Last Friday night I was lying in my hospital bed stairing out the window looking at the stars in the sky. It was 2 pm in the morning and I was in the middle of another sleepless night and had all of my thoughts to myself. I have trouble sleeping or getting any rest when I'm in the hospital.How can anyone expect me to get any rest! There are tubes draining blood from my organs on both sides of my body, I'm hooked up to machines monitoring my heart rate, breathing rate, and many staples that makes up the incision line. When I finally nod off, there is always a nurse that comes in a minute later to check my vitals.
With all that was going on in my life, it felt like their was a calmness and I was able to reflect on the weeks leading up to my surgery. I was feeling disappointed in myself because I felt that I had not done enough to enjoy my time with my wife and children before the surgery. Most people who has gone through the trials & tribulations of Cancer and the "aftermath", including myself, always preach about "enjoying life" and "appreciating & cherishing your time with spouse and loved ones" but I was not following my own advice during these weeks prior to my surgery. I acted like a "deadman walking ".

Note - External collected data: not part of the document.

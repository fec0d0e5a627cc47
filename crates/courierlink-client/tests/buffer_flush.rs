#![allow(clippy::unwrap_used)]
#![allow(clippy::expect_used)]
#![allow(clippy::panic)]

use std::sync::atomic::{AtomicUsize, Ordering};
use std::sync::{Arc, Mutex};
use std::time::Duration;

use async_trait::async_trait;

use courierlink_client::buffer::{BufferSettings, BufferSink, OutgoingBuffer};
use courierlink_client::store::{load_json, save_json, DurableStore, FileStore, MemoryStore};
use courierlink_core::error::{LinkError, Result};
use courierlink_core::protocol::payload::ChatMessage;

const KEY: &str = "outgoingBuffer";

fn msg(text: &str) -> ChatMessage {
    ChatMessage::new("1", "u1", text)
}

fn settings(capacity: usize) -> BufferSettings {
    BufferSettings {
        capacity,
        ..BufferSettings::default()
    }
}

fn texts(msgs: &[ChatMessage]) -> Vec<String> {
    msgs.iter().map(|m| m.text.clone()).collect()
}

/// Records deliveries; fails the `fail_at`-th call (1-based) if set.
#[derive(Default)]
struct RecordingSink {
    sent: Mutex<Vec<String>>,
    calls: AtomicUsize,
    fail_at: Option<usize>,
}

impl RecordingSink {
    fn failing_at(n: usize) -> Self {
        Self {
            fail_at: Some(n),
            ..Self::default()
        }
    }

    fn sent(&self) -> Vec<String> {
        self.sent.lock().unwrap().clone()
    }
}

#[async_trait]
impl BufferSink<ChatMessage> for RecordingSink {
    async fn deliver(&self, msg: &ChatMessage) -> Result<()> {
        let n = self.calls.fetch_add(1, Ordering::SeqCst) + 1;
        if self.fail_at == Some(n) {
            return Err(LinkError::Transport("socket reset".into()));
        }
        self.sent.lock().unwrap().push(msg.text.clone());
        Ok(())
    }
}

/// Never completes a delivery.
struct StuckSink;

#[async_trait]
impl BufferSink<ChatMessage> for StuckSink {
    async fn deliver(&self, _msg: &ChatMessage) -> Result<()> {
        std::future::pending::<()>().await;
        Ok(())
    }
}

#[tokio::test]
async fn over_capacity_keeps_most_recent() {
    let buffer = OutgoingBuffer::spawn(settings(3), Arc::new(MemoryStore::new()));
    for t in ["a", "b", "c", "d", "e"] {
        buffer.enqueue(msg(t));
    }
    assert_eq!(texts(&buffer.snapshot().await), vec!["c", "d", "e"]);
}

#[tokio::test]
async fn zero_capacity_holds_one_message() {
    let store = Arc::new(MemoryStore::new());
    save_json(store.as_ref(), KEY, &vec![msg("p1"), msg("p2"), msg("p3")])
        .await
        .unwrap();

    let buffer = OutgoingBuffer::spawn(settings(0), store);
    buffer.enqueue(msg("a"));
    buffer.enqueue(msg("b"));

    let held = tokio::time::timeout(Duration::from_secs(3), buffer.snapshot())
        .await
        .expect("buffer task stopped answering");
    assert_eq!(texts(&held), vec!["b"]);
}

#[tokio::test]
async fn restore_over_capacity_drops_oldest() {
    let store = Arc::new(MemoryStore::new());
    save_json(store.as_ref(), KEY, &vec![msg("p1"), msg("p2"), msg("p3")])
        .await
        .unwrap();

    let buffer = OutgoingBuffer::spawn(settings(2), store);
    assert_eq!(texts(&buffer.snapshot().await), vec!["p2", "p3"]);
}

#[tokio::test]
async fn flush_is_fifo_and_clears_store() {
    let store = Arc::new(MemoryStore::new());
    let buffer = OutgoingBuffer::spawn(settings(10), store.clone());
    for t in ["a", "b", "c"] {
        buffer.enqueue(msg(t));
    }
    buffer.save_now().await.unwrap();
    assert!(store.load(KEY).await.unwrap().is_some());

    let sink = Arc::new(RecordingSink::default());
    assert_eq!(buffer.flush(sink.clone()).await.unwrap(), 3);
    assert_eq!(sink.sent(), vec!["a", "b", "c"]);
    assert!(buffer.is_empty().await);
    assert!(store.load(KEY).await.unwrap().is_none());
}

#[tokio::test]
async fn failure_on_kth_message_reinserts_it_at_front() {
    let store = Arc::new(MemoryStore::new());
    let buffer = OutgoingBuffer::spawn(settings(10), store.clone());
    for t in ["a", "b", "c", "d", "e"] {
        buffer.enqueue(msg(t));
    }

    let sink = Arc::new(RecordingSink::failing_at(3));
    let err = buffer.flush(sink.clone()).await.unwrap_err();
    assert!(err.is_retriable());
    assert_eq!(sink.sent(), vec!["a", "b"]);
    assert_eq!(texts(&buffer.snapshot().await), vec!["c", "d", "e"]);

    // Persisted immediately, not after the debounce.
    let persisted: Vec<ChatMessage> = load_json(store.as_ref(), KEY).await.unwrap().unwrap();
    assert_eq!(texts(&persisted), vec!["c", "d", "e"]);

    let retry = Arc::new(RecordingSink::default());
    assert_eq!(buffer.flush(retry.clone()).await.unwrap(), 3);
    assert_eq!(retry.sent(), vec!["c", "d", "e"]);
}

#[tokio::test]
async fn persisted_messages_flush_in_persisted_order() {
    let store = Arc::new(MemoryStore::new());
    let persisted = vec![msg("x"), msg("y"), msg("z")];
    save_json(store.as_ref(), KEY, &persisted).await.unwrap();

    let buffer = OutgoingBuffer::spawn(settings(10), store.clone());
    let sink = Arc::new(RecordingSink::default());
    assert_eq!(buffer.flush(sink.clone()).await.unwrap(), 3);
    assert_eq!(sink.sent(), vec!["x", "y", "z"]);
}

#[tokio::test]
async fn restore_merges_instead_of_clobbering() {
    let store = Arc::new(MemoryStore::new());
    let x = msg("x");
    save_json(store.as_ref(), KEY, &vec![x.clone(), msg("y")]).await.unwrap();

    let buffer = OutgoingBuffer::spawn(settings(10), store.clone());
    buffer.enqueue(msg("z"));
    buffer.enqueue(x.clone());

    assert_eq!(buffer.restore_from_disk().await.unwrap(), 2);
    assert_eq!(texts(&buffer.snapshot().await), vec!["x", "y", "z"]);
}

#[tokio::test]
async fn duplicate_identity_is_ignored() {
    let buffer = OutgoingBuffer::spawn(settings(10), Arc::new(MemoryStore::new()));
    let m = msg("once");
    buffer.enqueue(m.clone());
    buffer.enqueue(m);
    assert_eq!(buffer.len().await, 1);
}

#[tokio::test(start_paused = true)]
async fn enqueue_persists_after_debounce() {
    let store = Arc::new(MemoryStore::new());
    let buffer = OutgoingBuffer::spawn(settings(10), store.clone());
    buffer.enqueue(msg("a"));
    buffer.enqueue(msg("b"));
    assert_eq!(buffer.len().await, 2);
    assert!(store.load(KEY).await.unwrap().is_none());

    tokio::time::sleep(Duration::from_millis(300)).await;
    let persisted: Vec<ChatMessage> = load_json(store.as_ref(), KEY).await.unwrap().unwrap();
    assert_eq!(texts(&persisted), vec!["a", "b"]);
}

#[tokio::test(start_paused = true)]
async fn unacknowledged_send_times_out_and_stays_buffered() {
    let buffer = OutgoingBuffer::spawn(
        BufferSettings {
            send_timeout: Duration::from_millis(100),
            ..settings(10)
        },
        Arc::new(MemoryStore::new()),
    );
    buffer.enqueue(msg("a"));

    let err = buffer.flush(Arc::new(StuckSink)).await.unwrap_err();
    assert_eq!(err.class().as_str(), "TIMEOUT");
    assert_eq!(texts(&buffer.snapshot().await), vec!["a"]);
}

#[tokio::test]
async fn concurrent_flushes_are_serialized() {
    let buffer = OutgoingBuffer::spawn(settings(10), Arc::new(MemoryStore::new()));
    for t in ["a", "b", "c"] {
        buffer.enqueue(msg(t));
    }
    let sink = Arc::new(RecordingSink::default());
    let (first, second) = tokio::join!(buffer.flush(sink.clone()), buffer.flush(sink.clone()));

    let mut counts = vec![first.unwrap(), second.unwrap()];
    counts.sort_unstable();
    assert_eq!(counts, vec![0, 3]);
    assert_eq!(sink.sent(), vec!["a", "b", "c"]);
}

#[tokio::test]
async fn file_store_survives_restart() {
    let dir = tempfile::tempdir().unwrap();

    let first = OutgoingBuffer::spawn(settings(10), Arc::new(FileStore::new(dir.path()).unwrap()));
    first.enqueue(msg("a"));
    first.enqueue(msg("b"));
    first.save_now().await.unwrap();
    drop(first);

    let second: OutgoingBuffer<ChatMessage> =
        OutgoingBuffer::spawn(settings(10), Arc::new(FileStore::new(dir.path()).unwrap()));
    assert_eq!(texts(&second.snapshot().await), vec!["a", "b"]);
}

Dr. Mahan said that there was risks with this operation and after surgery, my pulse and blood pressure was constantly high. I'm There was now a possibility of stroke, heart attack, etc.I decided that night that my Wife and I need to "Keep on Living", meaning that we need to enjoy the moments that we have together and we cannot make excuses about making new ones. For example, it is more important to spend a quality half hour together after Kids go to bed than to fold laundry or watch the ball game. The laundry will be there in the morning, one of us might not be.
When I got home from the hospital last week, I expressed my feelings to my wife and to my delight, she had already decided that we need to go on the honeymoon that has taken a back seat to work, 5 kids, my health, and life in general. It's easy to say or write that you are going to remain strong, but the hard part is staying strong over a long period of time.